Crucially, as Bar & Bench notes, no other judge of the Orissa High Court appears to have adopted such a practice, raising further questions about the individual exercise of judicial discretion.
Bail or punishment?
At the heart of the controversy lies a foundational principle: bail is not punishment. Under established criminal law doctrine, bail conditions are preventive and procedural—not punitive. Their purpose is limited to ensuring that the accused:
- Appears for trial;
- Does not tamper with evidence;
- Does not influence witnesses;
- Does not commit further offences.
The imposition of compulsory labour—particularly labour that is unrelated to these objectives—sits uneasily, if not entirely incompatibly, with this framework.
The legal tension becomes sharper when viewed in light of the Bharatiya Nyaya Sanhita (BNS), 2023. While the BNS introduces “community service” as a recognized form of punishment, this is explicitly a post-conviction measure, applicable only upon a finding of guilt and only for specific, relatively minor offences.
As highlighted in Bar & Bench, and reinforced by a June 2025 decision of the Kerala High Court, community service cannot be transposed into the bail stage. To do so effectively collapses the distinction between accusation and conviction—between presumption of innocence and adjudicated guilt.
Moreover, the absence of proportionality is stark. Identical cleaning conditions were imposed on individuals accused of vastly different offences, without any discernible calibration based on the gravity of the alleged crime or the circumstances of the accused.
When Context Matters: Anti-mining protests and criminalisation of dissent
The controversy cannot be understood in isolation from its socio-political context, meticulously documented in Article 14’s ground report.
A significant number of the affected individuals were arrested in connection with protests against a proposed bauxite mining project in the Tijimali hills of Odisha.
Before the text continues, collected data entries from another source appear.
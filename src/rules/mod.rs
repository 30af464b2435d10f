//! Badge rule evaluators. Every rule is a pure function over the aggregated
//! per-student [`Snapshot`]: it may emit candidate awards but never touches
//! the store, so rules can run in any order with identical output. The
//! idempotency guard in `engine` decides which candidates are actually new.

mod attendance;
mod engagement;
mod grades;
mod submissions;

use crate::model::{Candidate, Snapshot};

pub fn evaluate_all(snapshot: &Snapshot) -> Vec<Candidate> {
    let mut candidates = Vec::new();
    candidates.extend(grades::evaluate(snapshot));
    candidates.extend(attendance::evaluate(snapshot));
    candidates.extend(submissions::evaluate(snapshot));
    candidates.extend(engagement::evaluate(snapshot));
    candidates
}
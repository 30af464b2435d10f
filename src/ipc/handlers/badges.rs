use serde_json::json;

use crate::ipc::error::{err, ok};
use crate::ipc::types::{AppState, Request};
use crate::store::BadgeStore;

/// Read surface the UI polls: a student's earned badges and stored XP.
fn handle_list(state: &mut AppState, req: &Request) -> serde_json::Value {
    let Some(store) = state.store.as_ref() else {
        return err(&req.id, "no_workspace", "no workspace selected", None);
    };
    let Some(student_id) = req.params.get("studentId").and_then(|v| v.as_str()) else {
        return err(&req.id, "bad_params", "missing params.studentId", None);
    };

    let total_xp = match store.student_xp(student_id) {
        Ok(Some(xp)) => xp,
        Ok(None) => return err(&req.id, "not_found", "student not found", None),
        Err(e) => return err(&req.id, "db_query_failed", e.to_string(), None),
    };
    let badges = match store.earned_badges_for(student_id) {
        Ok(b) => b,
        Err(e) => return err(&req.id, "db_query_failed", e.to_string(), None),
    };
    match serde_json::to_value(&badges) {
        Ok(badges) => ok(&req.id, json!({ "totalXp": total_xp, "badges": badges })),
        Err(e) => err(&req.id, "internal", e.to_string(), None),
    }
}

pub fn try_handle(state: &mut AppState, req: &Request) -> Option<serde_json::Value> {
    match req.method.as_str() {
        "badges.list" => Some(handle_list(state, req)),
        _ => None,
    }
}
use std::collections::HashSet;
use std::sync::{Arc, Mutex};
use std::time::Duration;

use chrono::{DateTime, TimeZone, Utc};

use meritd::model::{
    AcademicYear, Absence, Announcement, Assignment, Classroom, EarnedBadge, Grade, NewAward,
    Student, Submission, UserEvent,
};
use meritd::orchestrator::Orchestrator;
use meritd::store::{BadgeStore, SqliteStore, StoreError, StoreResult};

/// In-memory stand-in for the document store, with per-student failure and
/// latency injection.
#[derive(Default)]
struct FakeStore {
    student_ids: Vec<String>,
    grades: Vec<Grade>,
    fail_grades_for: HashSet<String>,
    fail_commit_for: HashSet<String>,
    grades_delay: Option<(String, Duration)>,
    committed: Mutex<Vec<(String, Vec<NewAward>, i64)>>,
}

impl FakeStore {
    fn broken() -> StoreError {
        StoreError::BadTimestamp("injected failure".to_string())
    }

    fn committed_for(&self, student_id: &str) -> Vec<(String, Vec<NewAward>, i64)> {
        self.committed
            .lock()
            .expect("committed lock")
            .iter()
            .filter(|(id, _, _)| id == student_id)
            .cloned()
            .collect()
    }
}

impl BadgeStore for FakeStore {
    fn current_year(&self) -> StoreResult<Option<AcademicYear>> {
        Ok(Some(AcademicYear {
            id: "y1".to_string(),
            label: "2023-2024".to_string(),
            is_current: true,
        }))
    }

    fn students(&self, _year_id: &str) -> StoreResult<Vec<Student>> {
        Ok(self
            .student_ids
            .iter()
            .map(|id| Student {
                id: id.clone(),
                classroom_ids: Vec::new(),
                total_xp: 0,
            })
            .collect())
    }

    fn grades_for(&self, _year_id: &str, student_id: &str) -> StoreResult<Vec<Grade>> {
        if let Some((slow_id, delay)) = &self.grades_delay {
            if slow_id == student_id {
                std::thread::sleep(*delay);
            }
        }
        if self.fail_grades_for.contains(student_id) {
            return Err(Self::broken());
        }
        Ok(self
            .grades
            .iter()
            .filter(|g| g.student_id == student_id)
            .cloned()
            .collect())
    }

    fn absences_for(&self, _year_id: &str, _student_id: &str) -> StoreResult<Vec<Absence>> {
        Ok(Vec::new())
    }

    fn submissions_for(&self, _year_id: &str, _student_id: &str) -> StoreResult<Vec<Submission>> {
        Ok(Vec::new())
    }

    fn assignments(&self, _year_id: &str) -> StoreResult<Vec<Assignment>> {
        Ok(Vec::new())
    }

    fn classrooms(&self, _year_id: &str) -> StoreResult<Vec<Classroom>> {
        Ok(Vec::new())
    }

    fn events_for(&self, _year_id: &str, _student_id: &str) -> StoreResult<Vec<UserEvent>> {
        Ok(Vec::new())
    }

    fn announcements(&self, _year_id: &str) -> StoreResult<Vec<Announcement>> {
        Ok(Vec::new())
    }

    fn earned_badges_for(&self, _student_id: &str) -> StoreResult<Vec<EarnedBadge>> {
        Ok(Vec::new())
    }

    fn commit_awards(
        &self,
        student_id: &str,
        awards: &[NewAward],
        total_xp: i64,
        _earned_at: DateTime<Utc>,
    ) -> StoreResult<()> {
        if self.fail_commit_for.contains(student_id) {
            return Err(Self::broken());
        }
        self.committed
            .lock()
            .expect("committed lock")
            .push((student_id.to_string(), awards.to_vec(), total_xp));
        Ok(())
    }

    fn append_event(&self, _year_id: &str, _event: &UserEvent) -> StoreResult<()> {
        Ok(())
    }
}

fn now() -> DateTime<Utc> {
    Utc.with_ymd_and_hms(2024, 5, 1, 12, 0, 0).single().expect("date")
}

fn high_grade(id: &str, student_id: &str) -> Grade {
    Grade {
        id: id.to_string(),
        student_id: student_id.to_string(),
        subject: "Math".to_string(),
        kind: "test".to_string(),
        value: "19".to_string(),
        date: now() - chrono::Duration::days(5),
    }
}

#[tokio::test(flavor = "multi_thread", worker_threads = 2)]
async fn one_broken_student_does_not_stop_the_batch() {
    let store = Arc::new(FakeStore {
        student_ids: vec!["s1".into(), "s2".into(), "s3".into()],
        grades: vec![high_grade("g1", "s1"), high_grade("g2", "s3")],
        fail_grades_for: HashSet::from(["s2".to_string()]),
        ..FakeStore::default()
    });

    let summary = Orchestrator::new(store.clone())
        .run(now())
        .await
        .expect("batch run");

    assert_eq!(summary.students, 3);
    assert_eq!(summary.succeeded, 2);
    assert_eq!(summary.failed, 1);
    assert_eq!(summary.awards_granted, 2);
    assert!(store.committed_for("s2").is_empty());
    assert_eq!(store.committed_for("s1").len(), 1);
    assert_eq!(store.committed_for("s3").len(), 1);
}

#[tokio::test(flavor = "multi_thread", worker_threads = 2)]
async fn commit_failure_is_isolated_and_counted() {
    let store = Arc::new(FakeStore {
        student_ids: vec!["s1".into(), "s2".into()],
        grades: vec![high_grade("g1", "s1"), high_grade("g2", "s2")],
        fail_commit_for: HashSet::from(["s1".to_string()]),
        ..FakeStore::default()
    });

    let summary = Orchestrator::new(store.clone())
        .run(now())
        .await
        .expect("batch run");

    assert_eq!(summary.succeeded, 1);
    assert_eq!(summary.failed, 1);
    assert!(store.committed_for("s1").is_empty());
    assert_eq!(store.committed_for("s2").len(), 1);
}

#[tokio::test(flavor = "multi_thread", worker_threads = 2)]
async fn slow_student_trips_the_per_student_timeout() {
    let store = Arc::new(FakeStore {
        student_ids: vec!["s1".into(), "s2".into()],
        grades: vec![high_grade("g1", "s2")],
        grades_delay: Some(("s1".to_string(), Duration::from_millis(500))),
        ..FakeStore::default()
    });

    let summary = Orchestrator::new(store.clone())
        .with_student_timeout(Duration::from_millis(50))
        .run(now())
        .await
        .expect("batch run");

    assert_eq!(summary.succeeded, 1);
    assert_eq!(summary.failed, 1);
    assert!(store.committed_for("s1").is_empty());
    assert_eq!(store.committed_for("s2").len(), 1);
}

/// SQLite-level atomicity: a commit that cannot update the XP row must not
/// leave award rows behind.
#[test]
fn failed_sqlite_commit_leaves_no_partial_state() {
    let store = SqliteStore::open_in_memory().expect("open store");
    store
        .insert_year(&AcademicYear {
            id: "y1".to_string(),
            label: "2023-2024".to_string(),
            is_current: true,
        })
        .expect("insert year");

    let awards = vec![NewAward {
        id: "aw1".to_string(),
        badge_id: "explorer".to_string(),
        source_document_id: None,
        details: String::new(),
    }];
    let result = store.commit_awards("ghost", &awards, 20, now());
    assert!(result.is_err());
    assert!(store.earned_badges_for("ghost").expect("read").is_empty());
}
The project, linked to Vedanta Ltd., has been resisted by local communities—primarily Dalits and Adivasis—on grounds of displacement, environmental degradation, and alleged violations of statutory safeguards under laws such as the Forest Rights Act (FRA) and the Panchayats (Extension to Scheduled Areas) Act (PESA).
According to Article 14, since 2023:
- At least 40–50 individuals have been arrested in connection with these protests;
- FIRs have invoked serious charges, including rioting, obstruction of public servants, and even attempt to murder;
- Protesters have alleged coercion, fabricated consent processes, and police intimidation.
Within this broader pattern, the imposition of onerous and humiliating bail conditions begins to resemble not merely judicial overreach, but an extension of state response to dissent.
The Caste Dimension: Labour, stigma, and constitutional morality
Perhaps the most constitutionally troubling aspect is the social profile of those subjected to these conditions.
As Article 14 documents:
- Of eight identified cases involving such bail conditions, six accused were Dalits and two were Adivasis;
- Many were associated with grassroots resistance movements;
- The imposed labour—cleaning public spaces, particularly police stations—carries deep historical associations with caste-based occupational hierarchies.
For individuals like Kumeswar Naik, a Dalit protester, the bail condition translated into a daily ritual of enforced humiliation—returning to the very police station where he had been detained, to perform cleaning work under judicial mandate.
Many have argued that such orders are not neutral. They operate within, and risk reinforcing, a social structure where certain forms of labour have historically been imposed on marginalized communities.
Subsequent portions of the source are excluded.